### PROBLEM STATEMENT
The records are to be copied exactly and in full.

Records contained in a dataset
* * *
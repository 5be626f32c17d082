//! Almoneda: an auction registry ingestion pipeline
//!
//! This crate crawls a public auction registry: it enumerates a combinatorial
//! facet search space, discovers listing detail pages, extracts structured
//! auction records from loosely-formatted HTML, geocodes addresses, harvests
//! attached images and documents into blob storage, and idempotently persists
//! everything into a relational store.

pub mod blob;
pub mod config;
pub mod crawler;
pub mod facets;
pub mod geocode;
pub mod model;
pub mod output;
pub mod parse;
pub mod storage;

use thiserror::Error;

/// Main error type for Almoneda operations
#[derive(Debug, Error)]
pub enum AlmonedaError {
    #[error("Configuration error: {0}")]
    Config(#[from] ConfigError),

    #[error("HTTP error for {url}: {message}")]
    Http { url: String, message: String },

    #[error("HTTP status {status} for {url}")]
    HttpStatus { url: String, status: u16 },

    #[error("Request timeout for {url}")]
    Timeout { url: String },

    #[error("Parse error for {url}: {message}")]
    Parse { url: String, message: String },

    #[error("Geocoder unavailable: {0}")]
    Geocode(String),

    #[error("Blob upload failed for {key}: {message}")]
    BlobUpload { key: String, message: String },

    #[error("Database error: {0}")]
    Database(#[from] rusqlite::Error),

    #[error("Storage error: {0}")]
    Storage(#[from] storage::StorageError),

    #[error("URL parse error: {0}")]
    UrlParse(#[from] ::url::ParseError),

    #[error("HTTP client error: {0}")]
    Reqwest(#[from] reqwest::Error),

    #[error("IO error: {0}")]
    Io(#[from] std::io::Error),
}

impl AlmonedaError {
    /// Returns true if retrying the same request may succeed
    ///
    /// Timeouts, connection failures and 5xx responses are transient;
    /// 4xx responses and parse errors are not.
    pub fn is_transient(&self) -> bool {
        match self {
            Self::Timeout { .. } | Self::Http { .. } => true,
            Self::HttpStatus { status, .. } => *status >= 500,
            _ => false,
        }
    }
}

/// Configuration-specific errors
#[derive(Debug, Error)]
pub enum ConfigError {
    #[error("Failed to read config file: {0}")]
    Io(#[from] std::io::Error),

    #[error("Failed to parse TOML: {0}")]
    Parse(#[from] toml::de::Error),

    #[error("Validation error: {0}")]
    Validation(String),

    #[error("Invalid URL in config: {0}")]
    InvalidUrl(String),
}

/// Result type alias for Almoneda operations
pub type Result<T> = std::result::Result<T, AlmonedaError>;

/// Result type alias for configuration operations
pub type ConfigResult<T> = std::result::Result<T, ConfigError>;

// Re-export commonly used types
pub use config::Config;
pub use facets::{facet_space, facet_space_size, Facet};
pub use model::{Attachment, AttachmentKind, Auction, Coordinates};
* * *
### ANSWER BELOW
repository 5be626f32c17d082
//! Almoneda: an auction registry ingestion pipeline
//!
//! This crate crawls a public auction registry: it enumerates a combinatorial
//! facet search space, discovers listing detail pages, extracts structured
//! auction records from loosely-formatted HTML, geocodes addresses, harvests
//! attached images and documents into blob storage, and idempotently persists
//! everything into a relational store.

pub mod blob;
pub mod config;
pub mod crawler;
pub mod facets;
pub mod geocode;
pub mod model;
pub mod output;
pub mod parse;
pub mod storage;

use thiserror::Error;

/// Main error type for Almoneda operations
#[derive(Debug, Error)]
pub enum AlmonedaError {
    #[error("Configuration error: {0}")]
    Config(#[from] ConfigError),

    #[error("HTTP error for {url}: {message}")]
    Http { url: String, message: String },

    #[error("HTTP status {status} for {url}")]
    HttpStatus { url: String, status: u16 },

    #[error("Request timeout for {url}")]
    Timeout { url: String },

    #[error("Parse error for {url}: {message}")]
    Parse { url: String, message: String },

    #[error("Geocoder unavailable: {0}")]
    Geocode(String),

    #[error("Blob upload failed for {key}: {message}")]
    BlobUpload { key: String, message: String },

    #[error("Database error: {0}")]
    Database(#[from] rusqlite::Error),

    #[error("Storage error: {0}")]
    Storage(#[from] storage::StorageError),

    #[error("URL parse error: {0}")]
    UrlParse(#[from] ::url::ParseError),

    #[error("HTTP client error: {0}")]
    Reqwest(#[from] reqwest::Error),

    #[error("IO error: {0}")]
    Io(#[from] std::io::Error),
}

impl AlmonedaError {
    /// Returns true if retrying the same request may succeed
    ///
    /// Timeouts, connection failures and 5xx responses are transient;
    /// 4xx responses and parse errors are not.
    pub fn is_transient(&self) -> bool {
        match self {
            Self::Timeout { .. } | Self::Http { .. } => true,
            Self::HttpStatus { status, .. } => *status >= 500,
            _ => false,
        }
    }
}

/// Configuration-specific errors
#[derive(Debug, Error)]
pub enum ConfigError {
    #[error("Failed to read config file: {0}")]
    Io(#[from] std::io::Error),

    #[error("Failed to parse TOML: {0}")]
    Parse(#[from] toml::de::Error),

    #[error("Validation error: {0}")]
    Validation(String),

    #[error("Invalid URL in config: {0}")]
    InvalidUrl(String),
}

/// Result type alias for Almoneda operations
pub type Result<T> = std::result::Result<T, AlmonedaError>;

/// Result type alias for configuration operations
pub type ConfigResult<T> = std::result::Result<T, ConfigError>;

// Re-export commonly used types
pub use config::Config;
pub use facets::{facet_space, facet_space_size, Facet};
pub use model::{Attachment, AttachmentKind, Auction, Coordinates};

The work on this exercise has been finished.